One characteristic of our new data world is that much of the organic “big data” are not designed to contain a large set of consistent measures. Tweets are totally in the control of the subscriber; search terms are unstructured. Retail scanner data are consistent (time, retail outlet, product description, quantity, and price) but quite limited in number of variables or attributes.
There are implications of these data attributes for the future of combining multiple data sets to produce statistical estimates.
Perhaps the most common measurement in the “big data” world is the time at which the data were created (e.g., when was the tweet sent; when was the search term entered; and when was the product purchased). The spatial location of the measurement might be the next most frequent occurring measurement.

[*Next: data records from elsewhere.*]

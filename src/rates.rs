// Delta/rate engine: turns pairs of cumulative counter snapshots into percentages and byte rates.

use crate::models::{CpuTimesSnapshot, NetworkIoSnapshot};
use chrono::{DateTime, SecondsFormat, Utc};

/// Round to one decimal place.
pub fn round1(value: f64) -> f64 {
    (value * 10.0).round() / 10.0
}

pub fn clamp_percent(value: f64) -> f64 {
    value.clamp(0.0, 100.0)
}

/// Busy share of the ticks elapsed between two CPU snapshots.
/// None when no ticks elapsed (or the counters went backwards).
pub fn cpu_usage_percent(prev: &CpuTimesSnapshot, cur: &CpuTimesSnapshot) -> Option<f64> {
    let total_delta = cur.total_ticks as i128 - prev.total_ticks as i128;
    if total_delta <= 0 {
        return None;
    }
    let idle_delta = cur.idle_ticks as i128 - prev.idle_ticks as i128;
    let busy = (total_delta - idle_delta) as f64 / total_delta as f64 * 100.0;
    Some(round1(clamp_percent(busy)))
}

/// Difference of a monotonically increasing counter. None on first reading or regression.
pub fn counter_delta(prev: Option<u64>, cur: u64) -> Option<u64> {
    cur.checked_sub(prev?)
}

/// Inbound and outbound deltas between two network snapshots, independently.
pub fn network_deltas(
    prev: Option<&NetworkIoSnapshot>,
    cur: Option<&NetworkIoSnapshot>,
) -> (Option<u64>, Option<u64>) {
    let Some(cur) = cur else {
        return (None, None);
    };
    (
        counter_delta(prev.map(|p| p.rx_bytes), cur.rx_bytes),
        counter_delta(prev.map(|p| p.tx_bytes), cur.tx_bytes),
    )
}

/// Bytes per second over the fixed sampling interval.
pub fn rate_bps(delta: Option<u64>, interval_ms: u64) -> Option<f64> {
    let delta = delta?;
    if interval_ms == 0 {
        return None;
    }
    let interval_secs = interval_ms as f64 / 1000.0;
    Some(round1(delta as f64 / interval_secs))
}

/// A persisted sample is "current" only if it is no older than `factor` sampling intervals.
pub fn is_fresh(latest_at_ms: Option<i64>, now_ms: i64, interval_ms: u64, factor: u32) -> bool {
    match latest_at_ms {
        Some(at) => now_ms - at <= (interval_ms as i64) * (factor as i64),
        None => false,
    }
}

/// Wall clock in Unix milliseconds.
pub fn now_ms() -> i64 {
    Utc::now().timestamp_millis()
}

/// UTC RFC 3339 with millisecond precision, e.g. `2026-10-19T08:30:00.000Z`.
pub fn iso_millis(at_ms: i64) -> String {
    DateTime::<Utc>::from_timestamp_millis(at_ms)
        .unwrap_or_default()
        .to_rfc3339_opts(SecondsFormat::Millis, true)
}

This implies that mixing survey data and these new organic sources will most likely enrich statistical estimates of small geographical areas (exploiting shared spatial identifiers) and estimates of greater temporal granularity (exploiting the time stamps on observations). It also implies that the new data world is less likely to offer enriched estimates of small subpopulations because the organic data tend not to have such measures. (The exception might be social networks.)
In studies of human populations, surveys have excelled in providing insights into demographic subgroups. They provide statistical contrasts among racial and ethnic subgroups, groups differing on socioeconomic status, immigration status, educational attainment, and a host of other important social attributes. It seems unlikely the that new data world will offer enhanced contrasts on such groups, since the organic data tend not to have measures on such attributes.
The implication for this seems clear. Estimates in the new data world might offer better enhanced temporal and spatial granularity, but little improvement for population subgroup contrasts. The survey data will carry the burden of measuring such contrasts, and added organic data will improve such contrasts only marginally.